* [Exercise prompt]
Each line of the material that mentions the word "PartialEq" is to be copied.

#####

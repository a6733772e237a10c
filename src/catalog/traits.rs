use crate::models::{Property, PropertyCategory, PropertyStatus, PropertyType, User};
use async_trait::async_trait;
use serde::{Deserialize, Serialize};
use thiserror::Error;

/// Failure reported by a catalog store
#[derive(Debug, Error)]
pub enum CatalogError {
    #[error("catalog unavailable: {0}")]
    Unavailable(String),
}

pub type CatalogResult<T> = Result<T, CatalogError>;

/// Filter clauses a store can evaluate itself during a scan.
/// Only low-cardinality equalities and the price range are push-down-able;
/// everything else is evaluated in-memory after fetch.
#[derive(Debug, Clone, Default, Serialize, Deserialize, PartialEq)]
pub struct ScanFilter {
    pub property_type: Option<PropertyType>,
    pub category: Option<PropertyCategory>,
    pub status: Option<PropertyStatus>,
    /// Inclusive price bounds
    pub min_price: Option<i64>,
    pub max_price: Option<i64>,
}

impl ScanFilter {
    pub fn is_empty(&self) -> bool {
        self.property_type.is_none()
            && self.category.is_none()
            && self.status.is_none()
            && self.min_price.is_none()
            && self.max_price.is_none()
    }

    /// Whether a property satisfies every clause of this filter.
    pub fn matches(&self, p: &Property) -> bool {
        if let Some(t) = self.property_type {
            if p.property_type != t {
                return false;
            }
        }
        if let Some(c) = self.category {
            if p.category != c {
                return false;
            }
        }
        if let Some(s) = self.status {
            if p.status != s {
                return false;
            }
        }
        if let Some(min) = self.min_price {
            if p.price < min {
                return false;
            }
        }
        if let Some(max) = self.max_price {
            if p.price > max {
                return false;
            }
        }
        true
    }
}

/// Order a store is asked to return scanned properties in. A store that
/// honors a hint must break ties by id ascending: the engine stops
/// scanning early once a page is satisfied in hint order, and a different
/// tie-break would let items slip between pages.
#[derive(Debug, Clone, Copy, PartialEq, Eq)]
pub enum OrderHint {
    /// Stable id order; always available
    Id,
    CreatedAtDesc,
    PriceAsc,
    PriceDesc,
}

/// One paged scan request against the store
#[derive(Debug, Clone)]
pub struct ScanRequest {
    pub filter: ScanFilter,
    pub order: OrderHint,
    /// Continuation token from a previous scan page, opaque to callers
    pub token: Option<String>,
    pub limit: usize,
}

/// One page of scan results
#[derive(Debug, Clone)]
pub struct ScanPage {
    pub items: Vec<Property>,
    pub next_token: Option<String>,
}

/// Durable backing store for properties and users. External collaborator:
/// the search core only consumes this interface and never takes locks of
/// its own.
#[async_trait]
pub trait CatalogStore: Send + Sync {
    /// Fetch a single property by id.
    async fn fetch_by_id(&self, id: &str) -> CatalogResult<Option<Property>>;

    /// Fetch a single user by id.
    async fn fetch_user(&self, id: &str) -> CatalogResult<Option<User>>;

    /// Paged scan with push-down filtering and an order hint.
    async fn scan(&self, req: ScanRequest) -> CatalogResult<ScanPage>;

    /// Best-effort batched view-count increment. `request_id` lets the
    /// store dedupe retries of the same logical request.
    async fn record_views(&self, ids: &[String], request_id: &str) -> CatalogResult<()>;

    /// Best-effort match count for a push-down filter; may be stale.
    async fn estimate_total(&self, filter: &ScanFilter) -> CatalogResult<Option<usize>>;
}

#####

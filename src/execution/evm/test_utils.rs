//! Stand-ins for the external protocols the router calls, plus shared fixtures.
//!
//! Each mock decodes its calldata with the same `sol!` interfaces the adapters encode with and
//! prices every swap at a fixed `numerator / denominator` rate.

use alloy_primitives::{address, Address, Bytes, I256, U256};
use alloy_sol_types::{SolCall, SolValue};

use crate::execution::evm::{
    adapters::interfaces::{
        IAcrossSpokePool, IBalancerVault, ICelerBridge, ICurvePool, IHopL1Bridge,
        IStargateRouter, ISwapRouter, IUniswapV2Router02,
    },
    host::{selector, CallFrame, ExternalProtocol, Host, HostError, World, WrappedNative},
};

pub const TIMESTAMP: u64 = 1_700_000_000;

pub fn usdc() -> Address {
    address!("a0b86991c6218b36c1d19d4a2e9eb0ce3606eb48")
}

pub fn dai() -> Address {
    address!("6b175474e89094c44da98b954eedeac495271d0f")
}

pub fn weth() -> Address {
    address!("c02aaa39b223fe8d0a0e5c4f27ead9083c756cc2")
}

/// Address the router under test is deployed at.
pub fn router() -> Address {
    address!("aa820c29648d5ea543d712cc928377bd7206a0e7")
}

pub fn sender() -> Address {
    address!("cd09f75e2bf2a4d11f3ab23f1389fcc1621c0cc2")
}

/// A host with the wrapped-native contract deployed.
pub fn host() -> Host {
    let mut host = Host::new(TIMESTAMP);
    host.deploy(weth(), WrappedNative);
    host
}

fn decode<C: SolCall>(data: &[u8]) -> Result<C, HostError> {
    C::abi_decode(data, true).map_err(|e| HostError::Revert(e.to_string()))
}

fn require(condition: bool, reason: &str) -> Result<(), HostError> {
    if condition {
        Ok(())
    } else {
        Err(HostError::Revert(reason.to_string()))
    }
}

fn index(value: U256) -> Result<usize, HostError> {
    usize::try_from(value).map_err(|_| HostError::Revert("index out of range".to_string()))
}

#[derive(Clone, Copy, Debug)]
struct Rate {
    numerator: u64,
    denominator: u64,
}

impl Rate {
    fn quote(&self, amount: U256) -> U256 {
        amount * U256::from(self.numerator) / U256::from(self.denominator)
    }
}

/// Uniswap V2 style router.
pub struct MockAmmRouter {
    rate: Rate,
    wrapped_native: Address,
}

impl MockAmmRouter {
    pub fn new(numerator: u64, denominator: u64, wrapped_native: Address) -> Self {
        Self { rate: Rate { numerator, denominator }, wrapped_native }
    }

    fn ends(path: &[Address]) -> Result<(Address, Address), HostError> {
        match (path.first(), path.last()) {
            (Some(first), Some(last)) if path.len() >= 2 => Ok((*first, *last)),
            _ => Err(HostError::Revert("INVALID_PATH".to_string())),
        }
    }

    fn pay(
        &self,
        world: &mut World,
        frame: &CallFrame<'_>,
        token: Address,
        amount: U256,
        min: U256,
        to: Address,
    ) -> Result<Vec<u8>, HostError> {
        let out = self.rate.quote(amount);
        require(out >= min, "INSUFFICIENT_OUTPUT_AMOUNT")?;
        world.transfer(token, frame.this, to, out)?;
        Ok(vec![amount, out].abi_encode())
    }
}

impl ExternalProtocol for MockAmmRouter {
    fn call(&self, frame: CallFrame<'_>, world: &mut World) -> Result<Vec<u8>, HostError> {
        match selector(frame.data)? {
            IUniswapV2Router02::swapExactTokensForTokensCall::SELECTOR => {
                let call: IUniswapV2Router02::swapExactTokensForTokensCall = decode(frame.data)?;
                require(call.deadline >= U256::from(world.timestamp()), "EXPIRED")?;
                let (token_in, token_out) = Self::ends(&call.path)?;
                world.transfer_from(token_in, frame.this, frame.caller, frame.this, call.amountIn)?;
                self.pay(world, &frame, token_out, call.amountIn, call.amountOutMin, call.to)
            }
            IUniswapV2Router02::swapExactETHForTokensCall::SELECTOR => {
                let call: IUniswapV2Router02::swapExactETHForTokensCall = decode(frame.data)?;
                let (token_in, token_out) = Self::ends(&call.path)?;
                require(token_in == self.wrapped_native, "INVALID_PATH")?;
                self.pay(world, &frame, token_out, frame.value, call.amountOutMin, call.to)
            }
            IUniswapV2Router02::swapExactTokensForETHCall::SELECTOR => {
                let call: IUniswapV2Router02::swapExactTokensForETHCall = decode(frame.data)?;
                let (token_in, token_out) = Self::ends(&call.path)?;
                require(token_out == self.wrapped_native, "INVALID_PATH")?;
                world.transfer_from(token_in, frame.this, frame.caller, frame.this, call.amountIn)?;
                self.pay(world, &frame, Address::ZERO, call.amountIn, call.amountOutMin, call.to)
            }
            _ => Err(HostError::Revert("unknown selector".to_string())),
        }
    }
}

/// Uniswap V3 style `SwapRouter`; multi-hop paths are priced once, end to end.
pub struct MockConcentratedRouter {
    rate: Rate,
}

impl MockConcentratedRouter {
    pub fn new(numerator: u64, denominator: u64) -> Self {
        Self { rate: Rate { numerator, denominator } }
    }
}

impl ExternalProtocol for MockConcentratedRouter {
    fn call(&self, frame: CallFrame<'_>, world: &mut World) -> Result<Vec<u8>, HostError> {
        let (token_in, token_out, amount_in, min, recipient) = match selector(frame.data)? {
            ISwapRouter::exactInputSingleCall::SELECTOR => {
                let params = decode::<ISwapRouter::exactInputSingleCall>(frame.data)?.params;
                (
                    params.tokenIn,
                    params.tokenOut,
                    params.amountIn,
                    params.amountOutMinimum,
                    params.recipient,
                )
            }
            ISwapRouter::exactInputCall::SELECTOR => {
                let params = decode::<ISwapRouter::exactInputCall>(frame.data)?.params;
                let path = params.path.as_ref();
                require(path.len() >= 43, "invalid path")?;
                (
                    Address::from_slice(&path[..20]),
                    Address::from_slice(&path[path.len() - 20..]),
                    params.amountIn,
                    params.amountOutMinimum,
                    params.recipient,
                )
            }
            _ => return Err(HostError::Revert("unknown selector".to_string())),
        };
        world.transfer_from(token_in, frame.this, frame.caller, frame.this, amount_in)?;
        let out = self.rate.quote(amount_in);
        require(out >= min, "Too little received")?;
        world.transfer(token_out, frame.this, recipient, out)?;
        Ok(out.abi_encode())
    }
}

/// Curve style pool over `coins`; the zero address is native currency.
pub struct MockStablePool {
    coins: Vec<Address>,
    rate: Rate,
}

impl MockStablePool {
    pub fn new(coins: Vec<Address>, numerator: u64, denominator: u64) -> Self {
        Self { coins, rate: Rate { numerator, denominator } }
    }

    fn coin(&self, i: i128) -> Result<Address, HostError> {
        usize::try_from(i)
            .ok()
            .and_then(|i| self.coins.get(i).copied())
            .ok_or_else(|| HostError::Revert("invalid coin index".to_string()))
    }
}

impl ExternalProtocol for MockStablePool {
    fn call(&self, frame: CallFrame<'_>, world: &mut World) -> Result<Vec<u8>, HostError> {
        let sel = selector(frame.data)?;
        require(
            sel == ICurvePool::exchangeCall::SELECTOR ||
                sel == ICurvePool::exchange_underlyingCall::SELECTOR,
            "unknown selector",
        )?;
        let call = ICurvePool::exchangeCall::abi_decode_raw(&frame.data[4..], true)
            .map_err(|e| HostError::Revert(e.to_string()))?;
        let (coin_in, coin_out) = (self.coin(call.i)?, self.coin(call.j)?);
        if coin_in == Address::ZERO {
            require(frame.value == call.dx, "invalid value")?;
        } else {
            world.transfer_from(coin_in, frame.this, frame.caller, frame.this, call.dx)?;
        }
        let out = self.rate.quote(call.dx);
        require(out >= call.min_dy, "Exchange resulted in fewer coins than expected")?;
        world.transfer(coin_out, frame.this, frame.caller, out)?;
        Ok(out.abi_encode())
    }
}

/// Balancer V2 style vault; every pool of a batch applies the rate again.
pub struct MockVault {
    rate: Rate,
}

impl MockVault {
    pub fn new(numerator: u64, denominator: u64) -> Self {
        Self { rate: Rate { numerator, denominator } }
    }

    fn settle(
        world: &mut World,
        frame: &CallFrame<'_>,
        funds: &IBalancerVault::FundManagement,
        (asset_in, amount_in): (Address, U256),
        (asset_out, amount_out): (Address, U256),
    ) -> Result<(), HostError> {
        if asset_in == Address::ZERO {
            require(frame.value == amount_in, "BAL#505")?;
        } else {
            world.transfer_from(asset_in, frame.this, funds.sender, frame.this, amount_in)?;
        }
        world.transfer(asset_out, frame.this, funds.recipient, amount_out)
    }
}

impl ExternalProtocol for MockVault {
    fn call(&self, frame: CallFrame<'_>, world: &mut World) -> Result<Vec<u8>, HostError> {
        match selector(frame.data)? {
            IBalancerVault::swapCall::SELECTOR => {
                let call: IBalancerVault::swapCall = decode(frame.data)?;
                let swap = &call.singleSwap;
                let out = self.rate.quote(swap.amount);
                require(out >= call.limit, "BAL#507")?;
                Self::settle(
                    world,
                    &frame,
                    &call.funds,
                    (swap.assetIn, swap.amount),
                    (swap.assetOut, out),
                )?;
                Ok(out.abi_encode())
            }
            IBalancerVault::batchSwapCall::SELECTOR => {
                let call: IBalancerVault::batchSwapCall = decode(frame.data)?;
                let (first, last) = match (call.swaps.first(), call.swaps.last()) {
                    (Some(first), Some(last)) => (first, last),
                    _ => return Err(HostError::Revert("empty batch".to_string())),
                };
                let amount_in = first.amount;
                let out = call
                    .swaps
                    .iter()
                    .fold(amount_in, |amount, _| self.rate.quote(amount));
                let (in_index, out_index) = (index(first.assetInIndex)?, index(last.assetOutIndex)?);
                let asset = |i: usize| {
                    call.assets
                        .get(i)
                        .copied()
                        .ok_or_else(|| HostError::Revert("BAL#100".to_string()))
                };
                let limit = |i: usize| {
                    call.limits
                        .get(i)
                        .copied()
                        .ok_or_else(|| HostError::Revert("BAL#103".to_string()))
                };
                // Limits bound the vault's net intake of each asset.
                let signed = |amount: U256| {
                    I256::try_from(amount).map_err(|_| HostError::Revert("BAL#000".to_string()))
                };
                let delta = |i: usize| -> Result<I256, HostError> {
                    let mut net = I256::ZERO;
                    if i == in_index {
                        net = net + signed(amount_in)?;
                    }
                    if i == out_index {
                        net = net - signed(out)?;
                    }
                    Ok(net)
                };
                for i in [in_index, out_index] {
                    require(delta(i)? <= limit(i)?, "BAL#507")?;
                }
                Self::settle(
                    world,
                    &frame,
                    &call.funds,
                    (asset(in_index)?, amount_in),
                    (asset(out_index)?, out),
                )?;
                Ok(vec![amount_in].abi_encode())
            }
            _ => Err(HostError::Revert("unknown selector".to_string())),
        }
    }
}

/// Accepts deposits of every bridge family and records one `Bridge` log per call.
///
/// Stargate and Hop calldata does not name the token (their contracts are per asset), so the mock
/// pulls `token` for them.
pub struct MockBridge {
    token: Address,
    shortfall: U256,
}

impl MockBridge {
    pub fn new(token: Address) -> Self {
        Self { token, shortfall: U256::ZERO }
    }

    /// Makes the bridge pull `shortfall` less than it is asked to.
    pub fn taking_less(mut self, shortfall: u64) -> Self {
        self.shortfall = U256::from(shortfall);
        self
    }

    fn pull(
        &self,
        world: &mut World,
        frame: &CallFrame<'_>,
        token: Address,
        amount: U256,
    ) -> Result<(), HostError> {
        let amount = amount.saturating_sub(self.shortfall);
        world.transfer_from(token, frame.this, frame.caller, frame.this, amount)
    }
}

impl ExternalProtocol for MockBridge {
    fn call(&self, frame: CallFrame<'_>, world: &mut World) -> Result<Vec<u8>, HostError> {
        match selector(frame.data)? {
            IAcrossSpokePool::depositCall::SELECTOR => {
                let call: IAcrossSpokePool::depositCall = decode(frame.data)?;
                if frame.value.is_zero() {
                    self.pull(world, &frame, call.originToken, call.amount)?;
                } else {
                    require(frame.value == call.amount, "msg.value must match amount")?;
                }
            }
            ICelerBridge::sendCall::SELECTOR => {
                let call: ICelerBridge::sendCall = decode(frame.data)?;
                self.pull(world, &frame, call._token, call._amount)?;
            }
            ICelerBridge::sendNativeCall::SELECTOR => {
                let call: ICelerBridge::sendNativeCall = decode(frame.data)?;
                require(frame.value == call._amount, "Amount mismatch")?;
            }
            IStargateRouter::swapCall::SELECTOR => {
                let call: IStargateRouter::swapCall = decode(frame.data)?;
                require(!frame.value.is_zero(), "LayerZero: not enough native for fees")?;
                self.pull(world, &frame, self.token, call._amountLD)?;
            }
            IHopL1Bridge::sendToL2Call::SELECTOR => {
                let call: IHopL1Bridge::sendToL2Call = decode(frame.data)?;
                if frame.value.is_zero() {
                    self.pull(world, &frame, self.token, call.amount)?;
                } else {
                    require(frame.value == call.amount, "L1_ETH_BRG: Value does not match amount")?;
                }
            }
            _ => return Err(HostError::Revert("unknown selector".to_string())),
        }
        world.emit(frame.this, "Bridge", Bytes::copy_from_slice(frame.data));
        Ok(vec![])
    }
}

#####

* [Response box]
#[derive(Debug, Clone, Default, Serialize, Deserialize, PartialEq)]
#[derive(Debug, Clone, Copy, PartialEq, Eq)]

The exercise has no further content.